**YOUR GOAL**
Across the material below, count the lines that include the word "most" and give only that count.

**RECORDS SUPPLIED**
########
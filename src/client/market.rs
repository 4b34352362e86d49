use crate::client::constants::*;
use crate::client::http::{Method, NoBody, OnFailure};
use crate::client::{Authenticated, Client};
use crate::error::Result;
use crate::types::account::{InventoryReload, TradelinkCheck};
use crate::types::http::Count;
use crate::types::market::{
    AvailableItem, EditItemsResult, Inventory, ItemsResponse, ListedItem, MarketItem, Price,
    PriceByName, SellResult, SteamItem,
};
use crate::types::request::{
    BuyIdConfig, BuyNameConfig, PricesConfig, PricesFilterConfig, SellItemConfig, SellItemsBody,
    SellItemsConfig, TradelinkBody,
};
use crate::types::trade::{ProjectTrade, ProjectTradesResponse, Purchase};

impl Client<Authenticated> {
    /**
    Fetch Steam market reference prices

    # Arguments
    - `app_id`: Steam app id, ex: 730 (CS2) or 570 (Dota 2)
    */
    pub async fn steam_prices(&self, app_id: u64) -> Result<Vec<SteamItem>> {
        let query = self.query().param("game", app_id);
        let resp: ItemsResponse<SteamItem> = self
            .call_api(Method::Get, GET_STEAM_ITEMS, query, None::<&NoBody>, OnFailure::WrongApiKey)
            .await?;

        Ok(resp.items)
    }

    /**
    Fetch the lowest price and listing count per item name

    # Arguments
    - `config`: Game, search string and optional price bounds (zero means unbounded)
    */
    pub async fn prices(&self, config: PricesConfig) -> Result<Vec<Price>> {
        let query = self
            .query()
            .param("game", &config.game)
            .param("search", &config.search)
            .non_zero("max_price", config.max_price)
            .non_zero("min_price", config.min_price);

        let resp: ItemsResponse<Price> = self
            .call_api(Method::Get, PRICES, query, None::<&NoBody>, OnFailure::WrongApiKey)
            .await?;

        Ok(resp.items)
    }

    /**
    Fetch the cheapest listing for each of the given names

    # Arguments
    - `names`: At most 100 full market names
    */
    pub async fn prices_by_name(&self, names: &[String]) -> Result<Vec<PriceByName>> {
        LOOKUP_LIMIT.check(names.len())?;

        let query = self.query().repeated("names", names);
        let resp: ItemsResponse<PriceByName> = self
            .call_api(Method::Get, SEARCH_ITEMS_BY_NAME, query, None::<&NoBody>, OnFailure::WrongApiKey)
            .await?;

        Ok(resp.items)
    }

    /**
    Validate a Steam trade link before buying to it

    # Returns
    The parsed link with partner token and Steam ids
    */
    pub async fn check_tradelink(&self, tradelink: &str) -> Result<TradelinkCheck> {
        let body = TradelinkBody { tradelink };
        self.call_api(Method::Post, CHECK_TRADELINK, self.query(), Some(&body), OnFailure::Message)
            .await
    }

    /**
    Check whether items are still for sale

    # Arguments
    - `item_ids`: At most 100 item ids
    */
    pub async fn items_available(&self, item_ids: &[u64]) -> Result<Vec<AvailableItem>> {
        LOOKUP_LIMIT.check(item_ids.len())?;

        let query = self.query().repeated("item_id", item_ids);
        let resp: ItemsResponse<AvailableItem> = self
            .call_api(Method::Get, CHECK_AVAILABILITY, query, None::<&NoBody>, OnFailure::WrongApiKey)
            .await?;

        Ok(resp.items)
    }

    /**
    Search the public listing

    # Arguments
    - `config`: Filters, see [`PricesFilterConfig`] for which ones are sent when empty
    */
    pub async fn items_list(&self, config: PricesFilterConfig) -> Result<Vec<MarketItem>> {
        let query = self
            .query()
            .param("search", &config.search)
            .param("brand", &config.brand)
            .param("order", &config.order)
            .param("order_by", &config.order_by)
            .param("exterior", &config.exterior)
            .param("by", &config.by)
            .param("sort", &config.sort)
            .param("game", &config.game)
            .non_zero("skip", config.skip)
            .non_zero("max_price", config.max_price)
            .non_zero("min_price", config.min_price)
            .non_zero("limit", config.limit)
            .non_zero("discount", config.discount)
            .flag("auto", config.auto)
            .flag("minified", config.minified);

        let resp: ItemsResponse<MarketItem> = self
            .call_api(Method::Get, GET_ITEMS_LIST, query, None::<&NoBody>, OnFailure::WrongApiKey)
            .await?;

        Ok(resp.items)
    }

    /**
    Ask the service to re-read the Steam inventory of the account

    # Returns
    Total number of items in the inventory
    */
    pub async fn reload_inventory(&self) -> Result<u64> {
        let resp: InventoryReload = self
            .call_api(Method::Get, FETCH_MY_INVENTORY, self.query(), None::<&NoBody>, OnFailure::Message)
            .await?;

        Ok(resp.total_inventory_count)
    }

    /**
    Fetch inventory items that can be listed for sale

    # Arguments
    - `config`: Page offset (30 items per page) and Steam app id
    */
    pub async fn inventory(&self, config: SellItemsConfig) -> Result<Inventory> {
        let query = self
            .query()
            .param("skip", config.skip)
            .param("game", config.game);

        self.call_api(Method::Get, GET_MY_INVENTORY, query, None::<&NoBody>, OnFailure::WrongApiKey)
            .await
    }

    /**
    List items for sale

    # Arguments
    - `items`: At most 50 item ids with their price

    # Returns
    Listed and failed items, a partial listing is still a successful call
    */
    pub async fn sell(&self, items: &[SellItemConfig]) -> Result<SellResult> {
        SELL_LIMIT.check(items.len())?;

        let body = SellItemsBody { items };
        self.call_api(Method::Post, LIST_ITEMS_STEAM, self.query(), Some(&body), OnFailure::WrongApiKey)
            .await
    }

    /**
    Change the price of listed items

    # Arguments
    - `items`: At most 50 item ids with their new price

    # Returns
    Updated, failed and removed items
    */
    pub async fn edit_items(&self, items: &[SellItemConfig]) -> Result<EditItemsResult> {
        SELL_LIMIT.check(items.len())?;

        let body = SellItemsBody { items };
        self.call_api(Method::Post, EDIT_ITEMS, self.query(), Some(&body), OnFailure::WrongApiKey)
            .await
    }

    /// Fetch the items the account currently has on sale
    pub async fn listed_items(&self) -> Result<Vec<ListedItem>> {
        let resp: ItemsResponse<ListedItem> = self
            .call_api(Method::Get, LIST_ITEMS_STEAM, self.query(), None::<&NoBody>, OnFailure::WrongApiKey)
            .await?;

        Ok(resp.items)
    }

    /**
    Take items off sale

    # Arguments
    - `item_ids`: At most 1000 item ids

    # Returns
    Number of removed items
    */
    pub async fn remove_items(&self, item_ids: &[u64]) -> Result<u64> {
        REMOVE_ITEMS_LIMIT.check(item_ids.len())?;

        let query = self.query().repeated("id", item_ids);
        let resp: Count = self
            .call_api(Method::Get, REMOVE_ITEMS, query, None::<&NoBody>, OnFailure::WrongApiKey)
            .await?;

        Ok(resp.count)
    }

    /// Take every item off sale, returns the number of removed items
    pub async fn remove_all_items(&self) -> Result<u64> {
        let resp: Count = self
            .call_api(Method::Get, REMOVE_ALL, self.query(), None::<&NoBody>, OnFailure::WrongApiKey)
            .await?;

        Ok(resp.count)
    }

    /**
    Look up purchases by the project ids they were bought with

    # Arguments
    - `project_ids`: At most 100 ids passed to `buy_by_name`/`buy_by_id`
    */
    pub async fn trades_by_project_id(&self, project_ids: &[String]) -> Result<Vec<ProjectTrade>> {
        LOOKUP_LIMIT.check(project_ids.len())?;

        let query = self.query().repeated("id", project_ids);
        let resp: ProjectTradesResponse = self
            .call_api(Method::Get, CHECK_MANY_PROJECT_ID, query, None::<&NoBody>, OnFailure::WrongApiKey)
            .await?;

        Ok(resp.trades)
    }

    /**
    Buy the cheapest item matching a name and send it to a trade link

    # Arguments
    - `config`: Tracking id, item name, max price and the receiving trade link parts
    */
    pub async fn buy_by_name(&self, config: BuyNameConfig) -> Result<Purchase> {
        let query = self
            .query()
            .param("project_id", &config.project_id)
            .param("name", &config.name)
            .param("token", &config.token)
            .param("price", config.price)
            .param("partner", &config.partner);

        self.call_api(Method::Get, BUY_ONE_P2P_NAME, query, None::<&NoBody>, OnFailure::Message)
            .await
    }

    /**
    Buy a specific listing and send it to a trade link

    # Arguments
    - `config`: Tracking id, item id, price and the receiving trade link parts
    */
    pub async fn buy_by_id(&self, config: BuyIdConfig) -> Result<Purchase> {
        let query = self
            .query()
            .param("project_id", &config.project_id)
            .param("item_id", config.item_id)
            .param("token", &config.token)
            .param("price", config.price)
            .param("partner", &config.partner);

        self.call_api(Method::Get, BUY_ONE_P2P, query, None::<&NoBody>, OnFailure::Message)
            .await
    }
}
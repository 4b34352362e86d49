/*!
# Waxpeer API Structures
Request parameters handed to the client and the response shapes it decodes.
Monetary values are integers in minor units, 1$ = 1000.
*/

pub(crate) mod http;
pub mod request;
pub mod account;
pub mod order;
pub mod market;
pub mod trade;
########
**RESPONSE TO THIS EXERCISE**
6